CallPlus Group is expected to deliver NZ$250 million in revenue in FY16 for new owners M2 Group, with a predicted EBITDA of $45 million.
M2 acquired the Kiwi company in April 2015. M2 is also currently in the process of being acquired by Vocus Communications, which also has New Zealand operations.
The CallPlus figures were revealed during M2’s recent annual general meeting, where M2 Group chairman Craig Farrow told attendees CallPlus has delivered to M2 ‘a large, profitable and organically growing business with remarkable similarities to the M2 business’.
CallPlus Group, which includes the Slingshot, Flip and Orcon consumer brands and CallPlus and 2talk on the business side, had EBIDTA of NZ$35.3 million in FY15, up from $24 million in FY14 and $19 million in FY13.
Geoff Horth, M2 chief executive, says CallPlus now provides services to 220,000 customers across consumer, business and wholesale.
He says of the total of 431,000 services in operation, 224,000 were for fixed voice, 196,000 were for broadband and 11,000 were mobile.
Horth says the restructure of CallPlus has now been completed, including centralising finance functions in Australia, integrating HR systems and introducing universal platforms for email, social media and other communications platforms.
M2 itself recorded solid increases in both revenue and NPAT for FY15, posting a 9% increase in revenue to $1.12 billion, with EBITDA of $170.5 million, a 6% increase on the previous year.
Geoff Horth, M2 chief executive, says the company saw strong momentum in the consumer segment with 95,000 services added. The business segment saw 12,000 new services and bundling rates remained strong across both consumer and business segments, with 93% of new broadband sales bundled with voice.
And he’s predicting momentum to continues with the company forecasting 24% to 26% revenue growth in FY16 and 30% to 35% NPAT growth.
The company is in the process of being acquired by Vocus Communications in a deal which will create ‘a clear fourth challenger in the Australian telco market by capitalisation and third in the New Zealand market by number of subscribers, as two growth businesses combine to create one high growth business’.
The merged company would have an expected revenue of about $1.8 billion and EBITDA of about $370 million in FY16, before synergies, with the Kiwi component contributing 18% of overall revenue, a figure Horth dubbed a ‘meaningful New Zealand presence’.

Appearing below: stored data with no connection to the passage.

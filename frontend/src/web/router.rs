//! 路由服务模块 - 核心引擎
//!
//! 封装了 web_sys 的 History API，实现高内聚：
//! 所有对 window.history 的操作都集中在此模块。
//! 实现了"监听 -> 验证 -> 处理 -> 加载"的导航流程。

use std::sync::Arc;

use eventspark::latest::LatestWins;
use eventspark::loader::LoaderOutcome;
use eventspark::log_info;
use eventspark_shared::CityGuide;
use futures::future::LocalBoxFuture;
use leptos::prelude::*;
use leptos::task::spawn_local;
use wasm_bindgen::prelude::*;

use super::route::{AppRoute, RouteData, RouteLocation};
use crate::auth::AuthStatus;
use crate::components::spinner::LoaderOverlay;
use crate::pages::not_found::RouteErrorPage;

/// 获取当前浏览器地址（path + query）
fn current_url() -> String {
    web_sys::window()
        .map(|w| {
            let location = w.location();
            let path = location.pathname().unwrap_or_else(|_| "/".to_string());
            let search = location.search().unwrap_or_default();
            format!("{}{}", path, search)
        })
        .unwrap_or_else(|| "/".to_string())
}

/// 推送 History 状态（内部工具函数）
fn push_history_state(url: &str) {
    if let Some(window) = web_sys::window() {
        if let Ok(history) = window.history() {
            let _ = history.push_state_with_url(&JsValue::NULL, "", Some(url));
        }
    }
}

/// 替换 History 状态（内部工具函数，用于重定向）
fn replace_history_state(url: &str) {
    if let Some(window) = web_sys::window() {
        if let Ok(history) = window.history() {
            let _ = history.replace_state_with_url(&JsValue::NULL, "", Some(url));
        }
    }
}

/// 路由加载器：为带加载器的路由返回取数 Future
pub type RouteLoader =
    Arc<dyn Fn(&AppRoute) -> Option<LocalBoxFuture<'static, LoaderOutcome<RouteData>>> + Send + Sync>;

/// 加载器报告会话失效时的回调，由认证系统注入
pub type SessionExpiry = Arc<dyn Fn() + Send + Sync>;

/// 页面的加载状态
#[derive(Debug, Clone, PartialEq)]
pub enum ViewState {
    Loading,
    Ready(RouteData),
    Failed { message: String, status: Option<u16> },
}

/// 当前地址与其加载状态，作为一个整体更新，避免新路由配上旧数据
#[derive(Debug, Clone, PartialEq)]
pub struct RouteState {
    pub location: RouteLocation,
    pub view: ViewState,
}

#[derive(Clone, Copy, PartialEq, Eq)]
enum HistoryMode {
    Push,
    Replace,
    /// popstate：浏览器已经改好了地址
    Keep,
}

/// 路由器服务
///
/// 封装所有路由操作，通过 Signal 驱动界面更新。
/// 通过注入认证状态信号实现与认证系统的解耦。
#[derive(Clone, Copy)]
pub struct RouterService {
    state: RwSignal<RouteState>,
    /// 认证状态（注入的信号，实现解耦）
    auth: Signal<AuthStatus>,
    loader: StoredValue<RouteLoader>,
    on_expired: StoredValue<SessionExpiry>,
    /// 加载器的后发优先计数器，用户离开后旧结果直接丢弃
    loads: StoredValue<LatestWins>,
    /// 首页定位后交给导览页的结果（仅内存）
    handoff: StoredValue<Option<CityGuide>>,
}

impl RouterService {
    fn new(auth: Signal<AuthStatus>, loader: RouteLoader, on_expired: SessionExpiry) -> Self {
        let location = RouteLocation::parse(&current_url());
        Self {
            state: RwSignal::new(RouteState {
                location,
                view: ViewState::Loading,
            }),
            auth,
            loader: StoredValue::new(loader),
            on_expired: StoredValue::new(on_expired),
            loads: StoredValue::new(LatestWins::new()),
            handoff: StoredValue::new(None),
        }
    }

    /// 当前路由状态信号
    pub fn state(&self) -> RwSignal<RouteState> {
        self.state
    }

    /// 当前地址（响应式）
    pub fn location(&self) -> Memo<RouteLocation> {
        let state = self.state;
        Memo::new(move |_| state.with(|s| s.location.clone()))
    }

    /// **核心方法：导航与守卫**
    ///
    /// 流程：请求 -> 验证(Guard) -> 处理 -> 加载
    pub fn navigate(&self, url: &str) {
        self.go(RouteLocation::parse(url), HistoryMode::Push);
    }

    /// 重定向（替换当前历史记录）
    pub fn replace(&self, url: &str) {
        self.go(RouteLocation::parse(url), HistoryMode::Replace);
    }

    /// 携带已获取的导览跳转到导览页
    pub fn navigate_with_guide(&self, guide: CityGuide) {
        self.handoff.set_value(Some(guide));
        self.navigate(eventspark::paths::AI_GUIDE);
    }

    /// 取走交接的导览（只能取一次）
    pub fn take_guide(&self) -> Option<CityGuide> {
        self.handoff.try_update_value(Option::take).flatten()
    }

    /// 取走一次性的成功标记（如 `?created=1`）
    ///
    /// 标记存在时从地址栏和当前状态中去掉它并返回 `true`；只改写 History，不触发重新渲染。
    /// 之后的重新渲染或后退都不会再看到这个标记。
    pub fn take_flag(&self, name: &str) -> bool {
        let location = self.state.with_untracked(|s| s.location.clone());
        if !location.query.flag(name) {
            return false;
        }
        let cleaned = RouteLocation {
            query: location.query.without(name),
            route: location.route,
        };
        replace_history_state(&cleaned.to_url());
        self.state.update_untracked(|s| s.location = cleaned);
        true
    }

    /// 重新运行当前路由的加载器
    pub fn reload(&self) {
        let location = self.state.with_untracked(|s| s.location.clone());
        self.go(location, HistoryMode::Keep);
    }

    fn go(&self, target: RouteLocation, mode: HistoryMode) {
        let status = self.auth.get_untracked();
        let url = target.to_url();

        // --- Step 1: 验证目标路由 ---
        // 认证状态未知时放行，探测完成后由 setup_auth_redirect 兜底
        if target.route.requires_auth() && status == AuthStatus::SignedOut {
            log_info!("[Router] Access denied to {}. Redirecting to sign in.", url);
            let redirect = AppRoute::auth_failure_redirect(&url);
            return self.go(RouteLocation::parse(&redirect), mode.or_replace());
        }

        if target.route.should_redirect_when_authenticated() && status == AuthStatus::SignedIn {
            log_info!("[Router] Already authenticated. Redirecting home.");
            let redirect = RouteLocation::parse(AppRoute::auth_success_redirect());
            return self.go(redirect, mode.or_replace());
        }

        // --- Step 2: 更新 History ---
        match mode {
            HistoryMode::Push => push_history_state(&url),
            HistoryMode::Replace => replace_history_state(&url),
            HistoryMode::Keep => {}
        }

        // --- Step 3: 加载 ---
        let ticket = self.loads.with_value(LatestWins::issue);
        let pending = self.loader.with_value(|loader| (**loader)(&target.route));

        let Some(pending) = pending else {
            self.state.set(RouteState {
                location: target,
                view: ViewState::Ready(RouteData::None),
            });
            return;
        };

        self.state.set(RouteState {
            location: target,
            view: ViewState::Loading,
        });

        let router = *self;
        spawn_local(async move {
            let outcome = pending.await;
            if !ticket.is_current() {
                return;
            }
            match outcome {
                LoaderOutcome::Ready(data) => {
                    router.state.update(|s| s.view = ViewState::Ready(data));
                }
                LoaderOutcome::Unauthorized { redirect } => {
                    // 先降级，否则守卫仍视为已登录，会把登录页重定向回首页
                    router.on_expired.with_value(|expire| expire());
                    router.replace(&redirect);
                }
                LoaderOutcome::Failed { message, status } => {
                    router
                        .state
                        .update(|s| s.view = ViewState::Failed { message, status });
                }
            }
        });
    }

    /// 初始化浏览器后退/前进按钮监听
    fn init_popstate_listener(&self) {
        let router = *self;

        let closure = Closure::<dyn Fn()>::new(move || {
            // popstate 时也执行守卫逻辑
            router.go(RouteLocation::parse(&current_url()), HistoryMode::Keep);
        });

        if let Some(window) = web_sys::window() {
            let _ = window
                .add_event_listener_with_callback("popstate", closure.as_ref().unchecked_ref());
        }

        // 泄漏闭包以保持监听器存活
        closure.forget();
    }

    /// 设置认证状态变化时的自动重定向
    fn setup_auth_redirect(&self) {
        let router = *self;

        // 使用 Effect 监听认证状态变化
        Effect::new(move |previous: Option<AuthStatus>| {
            let status = router.auth.get();
            let location = router.state.with_untracked(|s| s.location.clone());
            let changed = previous.is_some_and(|p| p != AuthStatus::Unknown && p != status);

            match status {
                AuthStatus::SignedIn if location.route.should_redirect_when_authenticated() => {
                    log_info!("[Router] Auth state changed: signed in, leaving auth page.");
                    router.replace(AppRoute::auth_success_redirect());
                }
                AuthStatus::SignedOut if location.route.requires_auth() => {
                    log_info!("[Router] Auth state changed: signed out, redirecting to sign in.");
                    router.replace(&AppRoute::auth_failure_redirect(&location.to_url()));
                }
                // 观看者身份变了，带加载器的页面需要重新取数
                _ if changed && location.route.has_loader() => router.reload(),
                _ => {}
            }
            status
        });
    }
}

impl HistoryMode {
    /// 守卫触发的重定向不应留下被拒绝的历史记录
    fn or_replace(self) -> Self {
        match self {
            Self::Keep => Self::Replace,
            other => other,
        }
    }
}

/// 提供路由服务到 Context 并初始化
fn provide_router(
    auth: Signal<AuthStatus>,
    loader: RouteLoader,
    on_expired: SessionExpiry,
) -> RouterService {
    let router = RouterService::new(auth, loader, on_expired);
    provide_context(router);

    // 初始化监听器
    router.init_popstate_listener();
    router.setup_auth_redirect();

    // 首次加载当前地址
    router.reload();
    router
}

/// 从 Context 获取路由服务
pub fn use_router() -> RouterService {
    use_context::<RouterService>()
        .expect("RouterService not found in context. Ensure Router is provided.")
}

// ============================================================================
// UI 组件
// ============================================================================

/// 路由器根组件
///
/// 提供路由上下文，应在 App 根部使用。
#[component]
pub fn Router(
    /// 认证状态信号
    auth: Signal<AuthStatus>,
    /// 路由加载器
    loader: RouteLoader,
    /// 加载器遇到 401 时降级认证状态
    on_expired: SessionExpiry,
    /// 子组件
    children: Children,
) -> impl IntoView {
    provide_router(auth, loader, on_expired);

    children()
}

/// 路由出口组件
///
/// 根据当前路由及其加载状态渲染对应的组件。
#[component]
pub fn RouterOutlet(
    /// 路由匹配函数：接收当前地址和加载器数据，返回对应视图
    matcher: fn(RouteLocation, RouteData) -> AnyView,
) -> impl IntoView {
    let router = use_router();

    move || {
        let RouteState { location, view } = router.state().get();
        match view {
            ViewState::Loading => view! { <LoaderOverlay /> }.into_any(),
            ViewState::Failed { message, status } => {
                view! { <RouteErrorPage message=message status=status /> }.into_any()
            }
            ViewState::Ready(data) => matcher(location, data),
        }
    }
}

/// 站内链接：拦截点击改为 History 导航，保留修饰键的默认行为
#[component]
pub fn Link(
    /// 目标地址
    #[prop(into)]
    to: String,
    #[prop(optional, into)] class: String,
    /// 子内容
    children: Children,
) -> impl IntoView {
    let router = use_router();

    let target = to.clone();
    let on_click = move |ev: web_sys::MouseEvent| {
        if ev.ctrl_key() || ev.meta_key() || ev.shift_key() || ev.button() != 0 {
            return;
        }
        ev.prevent_default();
        router.navigate(&target);
    };

    view! {
        <a href=to class=class on:click=on_click>
            {children()}
        </a>
    }
}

Horth says there is ‘significant’ synergy potential, including cost synergies of around $40 million per annum, expected to be fully realised by the end of 2018.
He says the company will be a full-service, vertically integrated trans-Tasman telecommunications company with a product offering relevant to every individual, business and government department in Australia and New Zealand.
Horth says the merger will create an expanded product portfolio resulting in greater diversification of revenues, with an even split between consumer and business/wholesale. New Zealand is expected to account for around 18% of revenue.
The expanded portfolio will see 34% of revenue coming from voice, 27% from broadband and 10% from fibre and Ethernet.
Mobile is expected to contribute 6%; internet, 5%; and data centres 3%, with energy accounting for 9% and ‘other’, 7%.